### PROBLEM TO SOLVE
The string "status" may appear in lines of the data; report how many lines contain it, with no other output.

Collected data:
▬▬▬

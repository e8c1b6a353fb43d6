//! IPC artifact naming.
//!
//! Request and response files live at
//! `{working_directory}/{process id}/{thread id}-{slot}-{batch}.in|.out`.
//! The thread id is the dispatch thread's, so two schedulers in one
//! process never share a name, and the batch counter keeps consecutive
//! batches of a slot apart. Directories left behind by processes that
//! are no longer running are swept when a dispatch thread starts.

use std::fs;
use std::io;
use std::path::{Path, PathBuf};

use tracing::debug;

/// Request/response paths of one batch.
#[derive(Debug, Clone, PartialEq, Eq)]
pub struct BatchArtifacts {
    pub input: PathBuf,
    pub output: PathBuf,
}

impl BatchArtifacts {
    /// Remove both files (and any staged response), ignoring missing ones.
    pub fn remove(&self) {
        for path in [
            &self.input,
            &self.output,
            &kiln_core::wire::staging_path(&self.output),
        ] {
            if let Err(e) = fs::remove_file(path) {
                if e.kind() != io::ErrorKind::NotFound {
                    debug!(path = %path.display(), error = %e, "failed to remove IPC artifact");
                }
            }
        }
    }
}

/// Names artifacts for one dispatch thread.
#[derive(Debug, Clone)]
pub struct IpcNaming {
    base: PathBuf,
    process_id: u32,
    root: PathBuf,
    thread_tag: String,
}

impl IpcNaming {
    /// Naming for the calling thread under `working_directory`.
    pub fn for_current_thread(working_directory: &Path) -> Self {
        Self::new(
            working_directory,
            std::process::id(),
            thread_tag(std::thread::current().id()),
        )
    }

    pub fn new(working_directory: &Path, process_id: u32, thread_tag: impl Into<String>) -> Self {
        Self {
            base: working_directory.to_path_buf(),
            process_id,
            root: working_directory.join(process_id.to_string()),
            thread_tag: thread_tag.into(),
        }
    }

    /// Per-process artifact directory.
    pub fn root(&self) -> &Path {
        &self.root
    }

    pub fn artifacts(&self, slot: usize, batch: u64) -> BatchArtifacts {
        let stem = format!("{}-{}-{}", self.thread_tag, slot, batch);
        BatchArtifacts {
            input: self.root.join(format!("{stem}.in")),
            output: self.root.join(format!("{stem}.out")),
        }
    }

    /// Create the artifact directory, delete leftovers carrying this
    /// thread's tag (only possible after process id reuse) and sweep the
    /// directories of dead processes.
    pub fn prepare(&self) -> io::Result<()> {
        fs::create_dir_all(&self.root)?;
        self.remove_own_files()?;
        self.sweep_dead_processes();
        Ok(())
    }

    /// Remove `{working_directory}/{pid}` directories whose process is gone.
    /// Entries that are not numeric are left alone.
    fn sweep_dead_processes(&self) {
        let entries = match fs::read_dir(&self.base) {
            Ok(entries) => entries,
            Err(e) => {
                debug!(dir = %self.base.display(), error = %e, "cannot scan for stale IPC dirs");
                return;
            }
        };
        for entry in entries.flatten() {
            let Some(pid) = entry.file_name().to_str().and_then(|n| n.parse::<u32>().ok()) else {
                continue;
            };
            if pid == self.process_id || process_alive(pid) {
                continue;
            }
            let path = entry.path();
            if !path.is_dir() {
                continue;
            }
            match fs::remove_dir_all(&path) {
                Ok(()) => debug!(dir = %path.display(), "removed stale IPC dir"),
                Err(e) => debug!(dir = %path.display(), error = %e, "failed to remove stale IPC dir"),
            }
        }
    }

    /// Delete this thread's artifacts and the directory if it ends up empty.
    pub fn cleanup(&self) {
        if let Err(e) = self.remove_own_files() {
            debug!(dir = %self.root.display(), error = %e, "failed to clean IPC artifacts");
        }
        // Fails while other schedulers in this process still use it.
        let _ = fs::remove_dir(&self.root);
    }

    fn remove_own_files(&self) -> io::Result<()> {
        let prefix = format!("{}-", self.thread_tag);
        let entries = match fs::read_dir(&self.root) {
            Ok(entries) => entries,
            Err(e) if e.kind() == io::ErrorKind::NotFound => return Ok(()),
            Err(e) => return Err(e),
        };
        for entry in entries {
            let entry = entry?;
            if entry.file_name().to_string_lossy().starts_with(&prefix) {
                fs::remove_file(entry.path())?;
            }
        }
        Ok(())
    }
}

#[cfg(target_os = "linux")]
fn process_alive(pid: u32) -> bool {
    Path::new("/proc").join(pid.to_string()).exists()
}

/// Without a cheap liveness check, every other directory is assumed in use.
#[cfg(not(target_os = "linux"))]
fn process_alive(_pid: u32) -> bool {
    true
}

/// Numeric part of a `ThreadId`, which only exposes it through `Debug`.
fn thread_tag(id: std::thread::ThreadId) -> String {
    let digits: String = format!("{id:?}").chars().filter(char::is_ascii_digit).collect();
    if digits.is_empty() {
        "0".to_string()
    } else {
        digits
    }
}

▬▬▬

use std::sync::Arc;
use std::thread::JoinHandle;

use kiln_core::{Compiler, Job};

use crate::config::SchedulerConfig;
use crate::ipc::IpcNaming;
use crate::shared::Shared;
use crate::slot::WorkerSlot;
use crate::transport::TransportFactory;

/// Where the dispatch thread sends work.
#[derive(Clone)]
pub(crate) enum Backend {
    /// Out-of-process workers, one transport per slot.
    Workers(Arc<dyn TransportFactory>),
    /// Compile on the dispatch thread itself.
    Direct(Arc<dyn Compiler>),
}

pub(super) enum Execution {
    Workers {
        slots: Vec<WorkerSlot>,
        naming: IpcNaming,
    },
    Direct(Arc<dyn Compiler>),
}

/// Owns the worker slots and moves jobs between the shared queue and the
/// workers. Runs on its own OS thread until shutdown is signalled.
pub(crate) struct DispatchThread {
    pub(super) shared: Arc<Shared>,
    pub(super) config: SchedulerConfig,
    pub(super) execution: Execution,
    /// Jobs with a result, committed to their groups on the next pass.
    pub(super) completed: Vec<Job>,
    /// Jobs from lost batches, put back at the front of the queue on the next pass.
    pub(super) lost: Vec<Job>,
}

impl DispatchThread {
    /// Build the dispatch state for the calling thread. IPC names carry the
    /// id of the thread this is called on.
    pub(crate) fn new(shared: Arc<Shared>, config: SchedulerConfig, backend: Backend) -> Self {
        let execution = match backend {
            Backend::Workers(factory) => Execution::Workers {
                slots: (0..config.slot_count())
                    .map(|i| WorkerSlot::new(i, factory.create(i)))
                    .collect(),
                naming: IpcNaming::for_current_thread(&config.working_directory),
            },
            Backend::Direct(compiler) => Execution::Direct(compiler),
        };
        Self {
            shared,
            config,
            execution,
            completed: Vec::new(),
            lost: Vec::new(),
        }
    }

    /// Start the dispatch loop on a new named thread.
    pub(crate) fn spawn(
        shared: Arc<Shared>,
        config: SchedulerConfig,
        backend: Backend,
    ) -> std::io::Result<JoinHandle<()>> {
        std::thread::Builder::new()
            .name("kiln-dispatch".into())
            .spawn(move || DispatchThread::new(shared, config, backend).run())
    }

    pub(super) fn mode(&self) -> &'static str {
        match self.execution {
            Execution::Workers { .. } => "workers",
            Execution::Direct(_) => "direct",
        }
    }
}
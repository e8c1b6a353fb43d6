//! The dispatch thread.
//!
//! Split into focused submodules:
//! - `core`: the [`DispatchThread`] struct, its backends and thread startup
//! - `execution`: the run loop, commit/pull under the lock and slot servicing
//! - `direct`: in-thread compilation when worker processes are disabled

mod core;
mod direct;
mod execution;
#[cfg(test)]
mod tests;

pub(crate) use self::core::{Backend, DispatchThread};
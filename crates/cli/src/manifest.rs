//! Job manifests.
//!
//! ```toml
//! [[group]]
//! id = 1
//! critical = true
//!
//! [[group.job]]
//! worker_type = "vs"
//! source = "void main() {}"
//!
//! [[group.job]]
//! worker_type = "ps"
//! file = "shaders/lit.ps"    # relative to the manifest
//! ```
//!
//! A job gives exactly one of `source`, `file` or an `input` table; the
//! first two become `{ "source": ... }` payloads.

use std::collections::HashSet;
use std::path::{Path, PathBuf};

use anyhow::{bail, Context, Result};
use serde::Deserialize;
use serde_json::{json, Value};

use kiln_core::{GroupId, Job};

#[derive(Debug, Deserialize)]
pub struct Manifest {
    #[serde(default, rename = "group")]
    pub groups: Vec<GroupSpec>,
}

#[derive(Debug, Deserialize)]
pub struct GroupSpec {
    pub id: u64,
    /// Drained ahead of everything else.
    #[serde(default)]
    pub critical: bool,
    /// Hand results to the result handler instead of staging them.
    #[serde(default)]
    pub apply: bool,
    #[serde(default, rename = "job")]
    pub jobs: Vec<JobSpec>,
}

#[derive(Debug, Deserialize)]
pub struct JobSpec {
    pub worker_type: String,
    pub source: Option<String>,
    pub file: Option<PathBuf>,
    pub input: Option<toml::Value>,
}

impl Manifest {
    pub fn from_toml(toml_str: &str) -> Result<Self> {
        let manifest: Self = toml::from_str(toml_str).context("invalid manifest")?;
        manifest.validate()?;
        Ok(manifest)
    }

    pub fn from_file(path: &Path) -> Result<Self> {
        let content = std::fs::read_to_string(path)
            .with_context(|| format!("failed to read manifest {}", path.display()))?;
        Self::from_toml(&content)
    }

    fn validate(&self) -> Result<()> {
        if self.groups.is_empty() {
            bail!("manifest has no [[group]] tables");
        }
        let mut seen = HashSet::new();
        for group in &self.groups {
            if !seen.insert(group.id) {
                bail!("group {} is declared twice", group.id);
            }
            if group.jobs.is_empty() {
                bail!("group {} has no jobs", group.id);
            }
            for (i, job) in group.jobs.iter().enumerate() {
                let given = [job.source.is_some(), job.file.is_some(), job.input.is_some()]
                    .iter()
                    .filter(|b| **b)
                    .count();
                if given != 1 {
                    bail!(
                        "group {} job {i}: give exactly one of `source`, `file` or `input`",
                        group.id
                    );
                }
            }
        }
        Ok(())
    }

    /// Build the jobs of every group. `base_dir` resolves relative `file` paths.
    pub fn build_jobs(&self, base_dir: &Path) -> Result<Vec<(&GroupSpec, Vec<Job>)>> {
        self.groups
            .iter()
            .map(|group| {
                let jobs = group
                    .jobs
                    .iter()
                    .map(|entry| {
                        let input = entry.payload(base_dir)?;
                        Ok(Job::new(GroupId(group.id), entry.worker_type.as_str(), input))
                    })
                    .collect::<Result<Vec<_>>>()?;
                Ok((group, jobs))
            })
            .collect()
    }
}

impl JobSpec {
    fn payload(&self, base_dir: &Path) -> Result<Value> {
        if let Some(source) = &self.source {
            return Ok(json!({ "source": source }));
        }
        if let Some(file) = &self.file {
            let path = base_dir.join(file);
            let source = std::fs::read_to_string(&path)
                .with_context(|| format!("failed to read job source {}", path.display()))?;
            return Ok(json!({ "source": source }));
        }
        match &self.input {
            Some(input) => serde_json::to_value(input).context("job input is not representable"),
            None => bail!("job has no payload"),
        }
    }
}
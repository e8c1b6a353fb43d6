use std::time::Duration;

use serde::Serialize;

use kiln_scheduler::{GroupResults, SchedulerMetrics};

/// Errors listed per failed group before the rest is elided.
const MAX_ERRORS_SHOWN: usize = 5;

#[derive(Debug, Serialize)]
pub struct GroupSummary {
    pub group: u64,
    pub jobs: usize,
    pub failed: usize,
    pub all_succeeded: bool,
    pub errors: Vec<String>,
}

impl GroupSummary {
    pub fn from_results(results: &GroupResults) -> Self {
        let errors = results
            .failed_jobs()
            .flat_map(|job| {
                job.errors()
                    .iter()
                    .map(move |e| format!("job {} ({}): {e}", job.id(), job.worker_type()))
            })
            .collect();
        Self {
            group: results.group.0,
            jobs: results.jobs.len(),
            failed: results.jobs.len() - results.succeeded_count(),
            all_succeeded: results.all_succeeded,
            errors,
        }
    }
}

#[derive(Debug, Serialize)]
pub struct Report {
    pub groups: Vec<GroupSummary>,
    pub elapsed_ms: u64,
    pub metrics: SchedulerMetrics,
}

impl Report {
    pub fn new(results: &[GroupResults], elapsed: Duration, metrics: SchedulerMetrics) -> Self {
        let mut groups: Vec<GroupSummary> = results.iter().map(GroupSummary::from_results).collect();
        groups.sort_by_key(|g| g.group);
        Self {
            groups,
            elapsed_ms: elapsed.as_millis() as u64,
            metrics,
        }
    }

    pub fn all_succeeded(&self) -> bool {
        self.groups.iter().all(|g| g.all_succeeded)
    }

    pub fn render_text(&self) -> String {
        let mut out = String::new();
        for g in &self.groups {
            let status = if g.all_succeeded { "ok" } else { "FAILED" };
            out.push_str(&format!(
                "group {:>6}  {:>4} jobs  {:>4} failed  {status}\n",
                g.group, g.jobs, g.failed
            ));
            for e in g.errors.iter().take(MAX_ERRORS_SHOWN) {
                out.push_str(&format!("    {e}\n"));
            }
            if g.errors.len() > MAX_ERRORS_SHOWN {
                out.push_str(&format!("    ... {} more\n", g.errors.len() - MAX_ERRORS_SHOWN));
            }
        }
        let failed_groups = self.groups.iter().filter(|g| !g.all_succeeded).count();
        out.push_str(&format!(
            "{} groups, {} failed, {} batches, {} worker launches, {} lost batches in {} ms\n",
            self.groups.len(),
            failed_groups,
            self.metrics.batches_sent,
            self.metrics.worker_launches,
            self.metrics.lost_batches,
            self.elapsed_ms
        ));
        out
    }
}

▬▬▬

### SOLUTION TO THIS EXERCISE
2